A decisão judicial e a abertura de um inquérito na Polícia Civil ocorreram após a tutora dos felinos, uma aposentada de 75 anos, descumprir um Termo de Ajustamento de Conduta (TAC) firmado anteriormente. De acordo com relatórios da Diretoria de Proteção e Bem-Estar Animal, a idosa vinha criando barreiras e impedindo o acesso dos fiscais e voluntários ao local para tratar os bichos.

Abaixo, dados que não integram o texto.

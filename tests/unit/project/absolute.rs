use super::*;

fn child(id: &str, x: f64, y: f64, w: f64, h: f64) -> FreeformChild {
    FreeformChild {
        id: id.to_string(),
        bbox: BoxPx::new(x, y, w, h),
    }
}

fn position(p: &Projection, id: &str) -> Point {
    p.children
        .iter()
        .find(|c| c.id == id)
        .map(|c| c.position)
        .unwrap()
}

#[test]
fn contained_content_passes_through() {
    let children = vec![
        child("a", 0.0, 0.0, 200.0, 100.0),
        child("b", 100.004, 250.0, 300.0, 150.0),
    ];
    let bounds = measure_bounds(&children).unwrap();
    assert_eq!((bounds.x, bounds.y, bounds.height), (0.0, 0.0, 400.0));

    let p = project_absolute(
        &children,
        BoxPx::new(0.0, 0.0, 400.0, 400.0),
        BoxPx::new(20.0, 20.0, 1000.0, 1000.0),
        LayoutProfile::Square,
    );
    assert_eq!(p.mode, ProjectionMode::PassThrough);
    assert_eq!(position(&p, "a"), Point::new(0.0, 0.0));
    assert_eq!(position(&p, "b"), Point::new(100.0, 250.0));
}

#[test]
fn pass_through_is_idempotent() {
    let children = vec![child("a", 10.123, 20.456, 50.0, 50.0)];
    let safe = BoxPx::new(0.0, 0.0, 500.0, 500.0);
    let once = project_absolute(
        &children,
        measure_bounds(&children).unwrap(),
        safe,
        LayoutProfile::Square,
    );
    let again_children: Vec<FreeformChild> = once
        .children
        .iter()
        .map(|c| child(&c.id, c.position.x, c.position.y, 50.0, 50.0))
        .collect();
    let twice = project_absolute(
        &again_children,
        measure_bounds(&again_children).unwrap(),
        safe,
        LayoutProfile::Square,
    );
    assert_eq!(once, twice);
}

#[test]
fn oversized_content_maps_centers_into_safe_bounds() {
    let children = vec![
        child("left", 0.0, 0.0, 100.0, 100.0),
        child("right", 1100.0, 0.0, 100.0, 100.0),
    ];
    let content = measure_bounds(&children).unwrap();
    let safe = BoxPx::new(50.0, 50.0, 900.0, 900.0);
    let p = project_absolute(&children, content, safe, LayoutProfile::Square);
    assert_eq!(p.mode, ProjectionMode::Mapped);
    // Both centers land near the edges and clamp; the shared vertical center maps to the middle.
    assert_eq!(position(&p, "left"), Point::new(50.0, 450.0));
    assert_eq!(position(&p, "right"), Point::new(850.0, 450.0));
    for c in &p.children {
        assert!(c.position.x >= safe.x && c.position.x + 100.0 <= safe.right());
        assert!(c.position.y >= safe.y && c.position.y + 100.0 <= safe.bottom());
    }
}

#[test]
fn wide_content_restacks_on_vertical_targets() {
    let children = vec![
        child("second", 600.0, 0.0, 500.0, 300.0),
        child("first", 0.0, 50.0, 500.0, 300.0),
    ];
    let content = measure_bounds(&children).unwrap();
    let safe = BoxPx::new(40.0, 40.0, 520.0, 1000.0);
    let p = project_absolute(&children, content, safe, LayoutProfile::Vertical);
    assert_eq!(p.mode, ProjectionMode::Restacked);
    // Input order is preserved in the output.
    assert_eq!(p.children[0].id, "second");
    assert_eq!(position(&p, "first"), Point::new(50.0, 40.0));
    // Leftover 1000 - 600 = 400 goes into the single gap.
    assert_eq!(position(&p, "second"), Point::new(50.0, 740.0));
}

#[test]
fn children_larger_than_safe_range_are_centered() {
    let children = vec![child("huge", 0.0, 0.0, 2000.0, 100.0)];
    let content = measure_bounds(&children).unwrap();
    let safe = BoxPx::new(0.0, 0.0, 1000.0, 1000.0);
    let p = project_absolute(&children, content, safe, LayoutProfile::Square);
    assert_eq!(position(&p, "huge").x, -500.0);
}

#[test]
fn fit_compares_extents_only() {
    assert!(content_fits(
        BoxPx::new(0.0, 0.0, 400.0, 400.0),
        BoxPx::new(20.0, 20.0, 1000.0, 1000.0)
    ));
    assert!(!content_fits(
        BoxPx::new(0.0, 0.0, 1001.0, 400.0),
        BoxPx::new(20.0, 20.0, 1000.0, 1000.0)
    ));
}

#[test]
fn restack_taller_than_safe_range_uses_zero_gap() {
    let children = vec![
        child("a", 0.0, 0.0, 600.0, 400.0),
        child("b", 700.0, 0.0, 600.0, 400.0),
    ];
    let content = measure_bounds(&children).unwrap();
    let safe = BoxPx::new(0.0, 0.0, 700.0, 600.0);
    let p = project_absolute(&children, content, safe, LayoutProfile::Vertical);
    assert_eq!(p.mode, ProjectionMode::Restacked);
    assert_eq!(position(&p, "a"), Point::new(50.0, 0.0));
    // 800 px of children in a 600 px range: no gap, the second child overflows the bottom.
    assert_eq!(position(&p, "b"), Point::new(50.0, 400.0));
}

#[test]
fn anchors_resolve_against_safe_bounds() {
    let safe = BoxPx::new(40.0, 60.0, 920.0, 880.0);
    assert_eq!(
        anchored_position(Anchor::BottomRight, Vec2::new(-10.0, -10.0), 300.0, 200.0, safe),
        Point::new(650.0, 730.0)
    );
    assert_eq!(
        anchored_position(Anchor::TopLeft, Vec2::ZERO, 300.0, 200.0, safe),
        Point::new(40.0, 60.0)
    );
    assert_eq!(
        anchored_position(Anchor::Center, Vec2::new(0.0, 24.0), 300.0, 200.0, safe),
        Point::new(350.0, 424.0)
    );
}

#[test]
fn placement_hints_override_projected_positions() {
    let children = vec![
        child("a", 100.0, 100.0, 300.0, 300.0),
        child("b", 600.0, 600.0, 300.0, 300.0),
        child("c", 500.0, 100.0, 100.0, 100.0),
    ];
    let safe = BoxPx::new(0.0, 0.0, 1000.0, 1000.0);
    let mut p = project_absolute(
        &children,
        measure_bounds(&children).unwrap(),
        safe,
        LayoutProfile::Square,
    );
    let hints = AdvisoryHints::from_json_lenient(
        r#"{"nodes": {
            "a": {"anchor": "bottom-right", "offset": {"x": -10, "y": -10}},
            "c": {"offset": {"x": 5, "y": -5}}
        }}"#,
    )
    .unwrap();
    apply_placement_hints(&mut p, &children, &hints, safe);

    assert_eq!(position(&p, "a"), Point::new(690.0, 690.0));
    assert_eq!(position(&p, "b"), Point::new(600.0, 600.0));
    assert_eq!(position(&p, "c"), Point::new(505.0, 95.0));
    assert_eq!(p.hinted, ["a", "c"]);
    assert_eq!(p.mode, ProjectionMode::PassThrough);
}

Segundo o histórico levantado pela Prefeitura de Concórdia, a situação teve início há pouco mais de dez anos, quando a moradora adotou apenas um casal de felinos. Sem a realização da castração, a reprodução desenfreada fez o número de animais saltar. Uma contagem oficial realizada pela Secretaria de Meio Ambiente no ano passado chegou a registrar a marca de 424 felinos dividindo o mesmo teto.
ONGs locais e clínicas veterinárias da região relatam que tentaram intervir amigavelmente diversas vezes ao longo da última década, oferecendo cirurgias de castração e campanhas de adoção de forma 100% gratuita. No entanto, a idosa sofria de transtorno de acumulação e recusava qualquer tipo de ajuda.

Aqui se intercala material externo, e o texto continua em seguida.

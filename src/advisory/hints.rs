use crate::content::model::FlowMode;
use crate::foundation::core::{Edges, Vec2};
use serde::{Deserialize, Serialize};
use std::collections::BTreeMap;

/// Whether advisory data may override the deterministic heuristics.
#[derive(Clone, Copy, Debug, Default, PartialEq, Eq, Serialize, Deserialize)]
#[serde(rename_all = "kebab-case")]
pub enum AdvisoryMode {
    /// Use hints when they are present.
    #[default]
    Enabled,
    /// Ignore hints entirely.
    Disabled,
}

/// Anchor of a node inside its target frame.
#[derive(Clone, Copy, Debug, PartialEq, Eq, Serialize, Deserialize)]
#[serde(rename_all = "kebab-case")]
pub enum Anchor {
    /// Top-left corner.
    TopLeft,
    /// Top edge center.
    Top,
    /// Top-right corner.
    TopRight,
    /// Left edge center.
    Left,
    /// Center.
    Center,
    /// Right edge center.
    Right,
    /// Bottom-left corner.
    BottomLeft,
    /// Bottom edge center.
    Bottom,
    /// Bottom-right corner.
    BottomRight,
}

impl Anchor {
    /// Horizontal and vertical position of the anchor as fractions of the frame (0 = start).
    pub fn fractions(self) -> (f64, f64) {
        match self {
            Self::TopLeft => (0.0, 0.0),
            Self::Top => (0.5, 0.0),
            Self::TopRight => (1.0, 0.0),
            Self::Left => (0.0, 0.5),
            Self::Center => (0.5, 0.5),
            Self::Right => (1.0, 0.5),
            Self::BottomLeft => (0.0, 1.0),
            Self::Bottom => (0.5, 1.0),
            Self::BottomRight => (1.0, 1.0),
        }
    }
}

/// Suggested sizing behavior of a node.
#[derive(Clone, Copy, Debug, PartialEq, Eq, Serialize, Deserialize)]
#[serde(rename_all = "kebab-case")]
pub enum SizeMode {
    /// Keep the scaled size.
    Fixed,
    /// Shrink to content.
    Hug,
    /// Grow into free space.
    Fill,
}

/// Suggested text sizing behavior.
#[derive(Clone, Copy, Debug, PartialEq, Eq, Serialize, Deserialize)]
#[serde(rename_all = "kebab-case")]
pub enum TextSizing {
    /// Box grows with the text on both axes.
    AutoWidth,
    /// Fixed width, height follows the text.
    AutoHeight,
    /// Fixed box.
    Fixed,
}

/// Per-node placement suggestion. Every field is optional.
#[derive(Clone, Copy, Debug, Default, PartialEq, Serialize, Deserialize)]
#[serde(rename_all = "camelCase")]
pub struct NodeHint {
    /// Show or hide the node in this target.
    #[serde(default)]
    pub visible: Option<bool>,
    /// Anchor inside the target safe bounds (freeform placement).
    #[serde(default)]
    pub anchor: Option<Anchor>,
    /// Offset from the anchor in pixels; without an anchor, from the projected position.
    #[serde(default)]
    pub offset: Option<Vec2>,
    /// Sizing behavior.
    #[serde(default)]
    pub size_mode: Option<SizeMode>,
    /// Text sizing behavior.
    #[serde(default)]
    pub text_sizing: Option<TextSizing>,
}

/// Normalized `[0, 1]` focal point of the composition.
#[derive(Clone, Copy, Debug, PartialEq, Serialize, Deserialize)]
pub struct FocalPoint {
    /// Horizontal position, 0 = left.
    pub x: f64,
    /// Vertical position, 0 = top.
    pub y: f64,
}

/// Advisory data for one target, produced by an external (possibly imperfect) predictor.
#[derive(Clone, Debug, Default, PartialEq, Serialize)]
#[serde(rename_all = "camelCase")]
pub struct AdvisoryHints {
    /// Explicit orientation for the target's root, if the predictor committed to one.
    pub orientation: Option<FlowMode>,
    /// Per-node placement map keyed by source node id.
    pub nodes: BTreeMap<String, NodeHint>,
    /// Focal point biasing edge padding.
    pub focal: Option<FocalPoint>,
    /// Extra margins to reserve on top of the safe area.
    pub insets: Option<Edges>,
    /// Orientation value that was supplied but could not be understood.
    #[serde(skip_serializing_if = "Option::is_none")]
    pub rejected_orientation: Option<String>,
}

#[derive(Deserialize)]
#[serde(rename_all = "camelCase")]
struct AdvisoryHintsRepr {
    #[serde(default)]
    orientation: Option<serde_json::Value>,
    #[serde(default)]
    nodes: BTreeMap<String, serde_json::Value>,
    #[serde(default)]
    focal: Option<serde_json::Value>,
    #[serde(default)]
    insets: Option<serde_json::Value>,
}

/// Accepts the spellings predictors actually emit for an orientation.
pub fn parse_orientation(raw: &str) -> Option<FlowMode> {
    match raw.trim().to_ascii_lowercase().replace(['_', ' '], "-").as_str() {
        "horizontal" | "stacked-horizontal" | "row" => Some(FlowMode::StackedHorizontal),
        "vertical" | "stacked-vertical" | "column" => Some(FlowMode::StackedVertical),
        "none" | "freeform" | "absolute" => Some(FlowMode::Freeform),
        _ => None,
    }
}

impl<'de> Deserialize<'de> for AdvisoryHints {
    fn deserialize<D>(deserializer: D) -> Result<Self, D::Error>
    where
        D: serde::Deserializer<'de>,
    {
        // Unusable fields degrade to "absent" instead of failing the whole hint set.
        let repr = AdvisoryHintsRepr::deserialize(deserializer)?;
        let (orientation, rejected_orientation) = match repr.orientation {
            None | Some(serde_json::Value::Null) => (None, None),
            Some(v) => match v.as_str().and_then(parse_orientation) {
                Some(mode) => (Some(mode), None),
                None => (None, Some(v.to_string())),
            },
        };
        let nodes = repr
            .nodes
            .into_iter()
            .filter_map(|(id, v)| serde_json::from_value::<NodeHint>(v).ok().map(|h| (id, h)))
            .collect();
        let focal = repr
            .focal
            .and_then(|v| serde_json::from_value::<FocalPoint>(v).ok())
            .filter(|f| f.x.is_finite() && f.y.is_finite())
            .map(|f| FocalPoint {
                x: f.x.clamp(0.0, 1.0),
                y: f.y.clamp(0.0, 1.0),
            });
        let insets = repr
            .insets
            .and_then(|v| serde_json::from_value::<Edges>(v).ok())
            .map(Edges::sanitized);
        Ok(Self {
            orientation,
            nodes,
            focal,
            insets,
            rejected_orientation,
        })
    }
}

impl AdvisoryHints {
    /// Parse hints, returning `None` for input that is not a JSON object of hints.
    pub fn from_json_lenient(s: &str) -> Option<Self> {
        serde_json::from_str(s).ok()
    }

    /// Return `true` when the hints carry nothing actionable.
    pub fn is_empty(&self) -> bool {
        self.orientation.is_none()
            && self.nodes.is_empty()
            && self.focal.is_none()
            && self.insets.is_none()
            && self.rejected_orientation.is_none()
    }

    /// Placement suggestion for `id`.
    pub fn node(&self, id: &str) -> Option<&NodeHint> {
        self.nodes.get(id)
    }
}

/// Hints as seen by the planner after applying the advisory mode.
#[derive(Clone, Copy, Debug, Default)]
pub enum AdvisoryInput<'a> {
    /// No usable hints for this target.
    #[default]
    Absent,
    /// Hints are present and enabled.
    Present(&'a AdvisoryHints),
}

impl<'a> AdvisoryInput<'a> {
    /// Combine optional hints with the mode. Disabled mode and empty hints both yield `Absent`.
    pub fn resolve(mode: AdvisoryMode, hints: Option<&'a AdvisoryHints>) -> Self {
        match (mode, hints) {
            (AdvisoryMode::Enabled, Some(h)) if !h.is_empty() => Self::Present(h),
            _ => Self::Absent,
        }
    }

    /// Underlying hints when present.
    pub fn hints(self) -> Option<&'a AdvisoryHints> {
        match self {
            Self::Present(h) => Some(h),
            Self::Absent => None,
        }
    }
}

#[cfg(test)]
#[path = "../../tests/unit/advisory/hints.rs"]
mod tests;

“Ela não aceitava doar, não aceitava castrar. Muitas clínicas ofereciam tudo de graça e ela não levava os animais”, afirmou Ana Cristina Preis, responsável pela ONG Con Animal.

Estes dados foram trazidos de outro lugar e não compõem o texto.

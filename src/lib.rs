//! Retarget is a deterministic layout retargeting engine.
//!
//! One source composition (a tree of positioned boxes with optional flow-layout semantics) is
//! planned into many target canvases of arbitrary size and aspect ratio. For every target the
//! engine picks a uniform scale, an orientation, a padding/spacing distribution and per-node
//! corrections, using plain geometry only.
//!
//! The public API is session-oriented:
//!
//! - Capture or deserialize a [`ContentNode`] tree
//! - Create a [`Retargeter`] (front-loads analysis and atomic groups)
//! - Plan a single [`TargetRequest`] or fan out many with [`Retargeter::plan_targets`]
//!
//! Every planning component is also exposed on its own for hosts that drive the steps directly.
#![forbid(unsafe_code)]
#![deny(missing_docs)]

pub mod adapt;
pub mod advisory;
pub mod analyze;
pub mod atomic;
pub mod config;
pub mod content;
pub mod expand;
pub mod foundation;
pub mod mode;
pub mod observe;
pub mod project;
pub mod qa;
pub mod scale;
pub mod session;

pub use crate::foundation::core::{Axis, BoxPx, Edges, Point, Rect, Size, Vec2};
pub use crate::foundation::error::{RetargetError, RetargetResult};

pub use crate::adapt::adapter::{AdaptInput, adapt};
pub use crate::adapt::plan::{AdaptationPlan, ChildAlign, ChildOverride, SizingMode};
pub use crate::advisory::hints::{AdvisoryHints, AdvisoryInput, AdvisoryMode, NodeHint};
pub use crate::analyze::content::{ContentAnalysis, ContentDensity, ScaleStrategy, analyze_content};
pub use crate::analyze::profile::{LayoutProfile, ProfileReading, classify_profile};
pub use crate::atomic::classifier::{AtomicGroupSet, AtomicReason};
pub use crate::config::safe_area::{SafeAreaConfig, SafeAreaSpec};
pub use crate::content::arena::NodeMapping;
pub use crate::content::model::{ContentNode, FlowDescriptor, FlowMode};
pub use crate::expand::planner::{AxisExpansionInput, AxisExpansionPlan, plan_axis};
pub use crate::mode::resolver::{ModeDecision, ModeInput, resolve_mode};
pub use crate::observe::observer::{
    NoopObserver, PlanEvent, PlanObserver, RecordingObserver, TracingObserver,
};
pub use crate::project::absolute::{Projection, ProjectionMode, project_absolute};
pub use crate::qa::warnings::QaWarning;
pub use crate::scale::selector::{ScaleDecision, ScaleInput, select_scale};
pub use crate::session::retargeter::{RetargetOpts, Retargeter, TargetRequest, VariantPlan};
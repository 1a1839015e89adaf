use crate::advisory::hints::AdvisoryInput;
use crate::analyze::profile::LayoutProfile;
use crate::content::model::FlowMode;
use crate::foundation::math::{finite_or, safe_div};
use serde::{Deserialize, Serialize};

/// Target aspect (`h / w`) at which text-heavy rows convert to columns.
pub const EAGER_CONVERT_ASPECT: f64 = 1.3;
/// Target aspect at which ordinary rows convert to columns.
pub const DEFAULT_CONVERT_ASPECT: f64 = 1.6;
/// Target aspect at which image-dominant few-child rows convert to columns.
pub const RELUCTANT_CONVERT_ASPECT: f64 = 2.2;
/// Aspect change (as a ratio, either direction) that makes freeform content stack.
pub const FREEFORM_CONVERT_RATIO: f64 = 1.8;
/// Child count at or below which image-dominant content counts as "few-child".
pub const FEW_CHILDREN: usize = 3;

/// Inputs of the deterministic tier.
#[derive(Clone, Copy, Debug, PartialEq)]
pub struct ModeInput {
    /// Flow mode of the source root.
    pub source_mode: FlowMode,
    /// Visible direct children.
    pub child_count: usize,
    /// Direct children whose subtree holds text.
    pub text_children: usize,
    /// Direct children whose subtree holds images or video.
    pub image_children: usize,
    /// Source `height / width`.
    pub source_aspect: f64,
    /// Target `height / width`.
    pub target_aspect: f64,
    /// Target profile.
    pub profile: LayoutProfile,
}

/// Which tier produced the decision.
#[derive(Clone, Copy, Debug, PartialEq, Eq, Serialize, Deserialize)]
#[serde(rename_all = "kebab-case")]
pub enum DecisionTier {
    /// Explicit advisory orientation.
    AdvisoryOrientation,
    /// Advisory placement data without orientation; source flow kept.
    AdvisoryPreserve,
    /// Deterministic heuristics.
    Heuristic,
}

/// Why the heuristic tier chose what it chose.
#[derive(Clone, Copy, Debug, PartialEq, Eq, Serialize, Deserialize)]
#[serde(rename_all = "kebab-case")]
pub enum ModeReason {
    /// Taken from the advisory hint.
    Hinted,
    /// Source flow kept because advisory positioning handles the rest.
    HintedPreserve,
    /// Row became a column on a tall target.
    TallTargetConversion,
    /// Column became a row on a wide target.
    WideTargetConversion,
    /// Freeform content stacked after a large aspect change.
    FreeformAspectShift,
    /// Nothing crossed a threshold.
    Preserved,
    /// Too few children for a conversion to matter.
    SingleChild,
}

/// Resolved orientation for one target.
#[derive(Clone, Copy, Debug, PartialEq, Eq, Serialize, Deserialize)]
pub struct ModeDecision {
    /// Orientation to apply.
    pub orientation: FlowMode,
    /// Tier that decided.
    pub tier: DecisionTier,
    /// Detail of the decision.
    pub reason: ModeReason,
}

impl ModeDecision {
    /// Return `true` when the orientation differs from `source`.
    pub fn converts_from(&self, source: FlowMode) -> bool {
        self.orientation != source
    }
}

/// Content mix, used to pick how eagerly a stack converts.
#[derive(Clone, Copy, Debug, PartialEq, Eq)]
enum ContentMix {
    TextHeavy,
    ImageDominantFew,
    Balanced,
}

fn content_mix(input: &ModeInput) -> ContentMix {
    let n = input.child_count;
    if n >= 2 && input.text_children * 2 >= n {
        ContentMix::TextHeavy
    } else if n <= FEW_CHILDREN && input.image_children * 2 > n {
        ContentMix::ImageDominantFew
    } else {
        ContentMix::Balanced
    }
}

/// Target aspect at or above which a row converts to a column for this content mix.
fn convert_threshold(mix: ContentMix) -> f64 {
    match mix {
        ContentMix::TextHeavy => EAGER_CONVERT_ASPECT,
        ContentMix::ImageDominantFew => RELUCTANT_CONVERT_ASPECT,
        ContentMix::Balanced => DEFAULT_CONVERT_ASPECT,
    }
}

/// The deterministic tier on its own.
pub fn heuristic_mode(input: &ModeInput) -> ModeDecision {
    let decided = |orientation, reason| ModeDecision {
        orientation,
        tier: DecisionTier::Heuristic,
        reason,
    };
    let target = finite_or(input.target_aspect, 1.0).max(f64::MIN_POSITIVE);
    let source = finite_or(input.source_aspect, 1.0).max(f64::MIN_POSITIVE);

    if input.child_count < 2 {
        return decided(input.source_mode, ModeReason::SingleChild);
    }

    let threshold = convert_threshold(content_mix(input));
    match input.source_mode {
        FlowMode::StackedHorizontal if target >= threshold => {
            decided(FlowMode::StackedVertical, ModeReason::TallTargetConversion)
        }
        FlowMode::StackedVertical if target <= 1.0 / threshold => {
            decided(FlowMode::StackedHorizontal, ModeReason::WideTargetConversion)
        }
        FlowMode::Freeform => {
            let shift = safe_div(target, source, 1.0).max(safe_div(source, target, 1.0));
            match input.profile.dominant_axis() {
                Some(axis) if shift >= FREEFORM_CONVERT_RATIO => {
                    decided(FlowMode::stacked(axis), ModeReason::FreeformAspectShift)
                }
                _ => decided(FlowMode::Freeform, ModeReason::Preserved),
            }
        }
        mode => decided(mode, ModeReason::Preserved),
    }
}

/// Resolve the target orientation. Advisory data wins; heuristics are the safety net.
///
/// Present hints without an orientation (node map, focal point or insets only) keep the source
/// flow. An orientation that was supplied but could not be parsed falls through to heuristics.
pub fn resolve_mode(input: &ModeInput, advisory: AdvisoryInput<'_>) -> ModeDecision {
    if let Some(hints) = advisory.hints() {
        if let Some(orientation) = hints.orientation {
            return ModeDecision {
                orientation,
                tier: DecisionTier::AdvisoryOrientation,
                reason: ModeReason::Hinted,
            };
        }
        if hints.rejected_orientation.is_none() {
            return ModeDecision {
                orientation: input.source_mode,
                tier: DecisionTier::AdvisoryPreserve,
                reason: ModeReason::HintedPreserve,
            };
        }
    }
    heuristic_mode(input)
}

#[cfg(test)]
#[path = "../../tests/unit/mode/resolver.rs"]
mod tests;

A constatação de maus-tratos e o risco à saúde pública motivaram a ação do Ministério Público. Voluntários que tiveram acesso inicial ao local descreveram o cenário como caótico. Devido à superlotação de mais de 400 gatos no apartamento, os felinos enfrentavam desnutrição severa e estavam infestados por pulgas, piolhos e vermes.
Muitos animais apresentam feridas abertas na boca que os impedem de ingerir ração e água adequadamente. O relatório aponta que o número total de sobreviventes mudou nos últimos meses, devido a uma alta taxa de mortalidade por doenças transmissíveis e também porque dezenas de gatos conseguiram escapar por rasgos nas telas das janelas.
Com a liberação da ordem de arrombamento e resgate, os animais sobreviventes estão sendo encaminhados gradativamente para o setor técnico do curso de Medicina Veterinária do Instituto Federal Catarinense (IFC) de Concórdia. No hospital escola, os felinos passam por triagem médica, aplicação de remédios, exames de sangue e recebem um microchip de identificação.
Antes de estarem aptos para castração e posterior adoção, os bichos passarão por um período obrigatório de isolamento em quarentena para frear o contágio de viroses felinas. Os protetores alertam que o processo de adoção será complexo, pois os animais cresceram sem contato com o mundo exterior e demonstram comportamento arisco e pouco socializado. As autoridades informaram que os candidatos a tutores passarão por entrevistas rigorosas antes de levarem os felinos para casa.